*** Entries supplied Section Begins ***

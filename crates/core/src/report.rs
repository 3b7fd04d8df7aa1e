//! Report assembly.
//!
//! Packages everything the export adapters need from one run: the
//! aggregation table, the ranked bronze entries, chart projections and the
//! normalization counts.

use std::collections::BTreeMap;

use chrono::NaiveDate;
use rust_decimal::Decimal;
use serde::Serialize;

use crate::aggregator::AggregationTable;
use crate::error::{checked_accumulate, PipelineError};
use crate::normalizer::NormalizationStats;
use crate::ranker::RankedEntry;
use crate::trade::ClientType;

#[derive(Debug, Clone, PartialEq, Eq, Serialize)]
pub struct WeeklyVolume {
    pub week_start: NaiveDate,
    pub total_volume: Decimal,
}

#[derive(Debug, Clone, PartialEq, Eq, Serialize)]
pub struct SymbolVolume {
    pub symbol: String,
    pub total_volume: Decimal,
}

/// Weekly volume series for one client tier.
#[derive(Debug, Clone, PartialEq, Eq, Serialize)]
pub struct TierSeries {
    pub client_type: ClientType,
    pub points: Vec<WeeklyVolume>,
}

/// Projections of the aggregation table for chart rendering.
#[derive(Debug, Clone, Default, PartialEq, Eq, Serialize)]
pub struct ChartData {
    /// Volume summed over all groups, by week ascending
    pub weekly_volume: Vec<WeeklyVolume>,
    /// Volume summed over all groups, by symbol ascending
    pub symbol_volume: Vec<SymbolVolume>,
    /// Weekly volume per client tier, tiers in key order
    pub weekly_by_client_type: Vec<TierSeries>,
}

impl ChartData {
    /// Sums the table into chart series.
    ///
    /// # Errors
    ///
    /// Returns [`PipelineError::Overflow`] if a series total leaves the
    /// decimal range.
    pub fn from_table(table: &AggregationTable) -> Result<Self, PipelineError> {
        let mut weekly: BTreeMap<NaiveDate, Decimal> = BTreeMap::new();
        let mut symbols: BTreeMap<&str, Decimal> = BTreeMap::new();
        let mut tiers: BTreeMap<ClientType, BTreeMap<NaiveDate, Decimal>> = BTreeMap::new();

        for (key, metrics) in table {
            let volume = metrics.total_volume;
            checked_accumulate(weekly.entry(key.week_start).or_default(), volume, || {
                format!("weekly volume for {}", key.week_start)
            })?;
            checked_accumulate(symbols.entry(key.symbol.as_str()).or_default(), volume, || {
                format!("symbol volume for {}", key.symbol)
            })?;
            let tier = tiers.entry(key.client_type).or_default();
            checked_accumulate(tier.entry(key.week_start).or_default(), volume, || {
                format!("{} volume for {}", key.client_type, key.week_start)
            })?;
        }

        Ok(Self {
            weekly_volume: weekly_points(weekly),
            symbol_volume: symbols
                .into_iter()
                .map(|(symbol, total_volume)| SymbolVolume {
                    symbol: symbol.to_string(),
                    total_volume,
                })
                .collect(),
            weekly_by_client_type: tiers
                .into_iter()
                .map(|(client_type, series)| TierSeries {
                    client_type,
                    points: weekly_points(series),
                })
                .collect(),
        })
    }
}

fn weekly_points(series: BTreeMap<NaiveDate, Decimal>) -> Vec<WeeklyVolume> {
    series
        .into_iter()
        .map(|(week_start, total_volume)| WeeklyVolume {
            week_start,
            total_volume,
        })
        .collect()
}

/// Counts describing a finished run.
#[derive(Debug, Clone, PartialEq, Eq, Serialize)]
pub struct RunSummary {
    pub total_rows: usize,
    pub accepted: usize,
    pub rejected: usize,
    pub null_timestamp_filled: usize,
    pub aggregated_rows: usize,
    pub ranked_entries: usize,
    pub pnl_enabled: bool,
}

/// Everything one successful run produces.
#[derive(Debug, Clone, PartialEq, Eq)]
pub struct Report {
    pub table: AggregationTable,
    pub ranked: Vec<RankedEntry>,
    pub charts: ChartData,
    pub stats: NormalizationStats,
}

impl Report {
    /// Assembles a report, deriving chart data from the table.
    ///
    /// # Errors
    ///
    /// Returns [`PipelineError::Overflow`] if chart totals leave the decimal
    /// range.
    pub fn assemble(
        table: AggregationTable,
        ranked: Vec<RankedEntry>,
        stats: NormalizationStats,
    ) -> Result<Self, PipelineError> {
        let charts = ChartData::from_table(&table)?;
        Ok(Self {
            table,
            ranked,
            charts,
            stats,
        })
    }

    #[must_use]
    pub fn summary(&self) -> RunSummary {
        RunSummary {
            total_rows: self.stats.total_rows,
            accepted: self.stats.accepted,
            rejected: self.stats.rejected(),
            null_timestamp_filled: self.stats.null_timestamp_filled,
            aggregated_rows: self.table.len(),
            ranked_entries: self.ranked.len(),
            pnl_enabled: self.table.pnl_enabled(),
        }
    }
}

*** Entries supplied Section Ends ***

_Exercise_
Return every line from the entries above that includes the word "ClientType".

_Output below_
use crate::trade::ClientType;
    pub client_type: ClientType,
        let mut tiers: BTreeMap<ClientType, BTreeMap<NaiveDate, Decimal>> = BTreeMap::new();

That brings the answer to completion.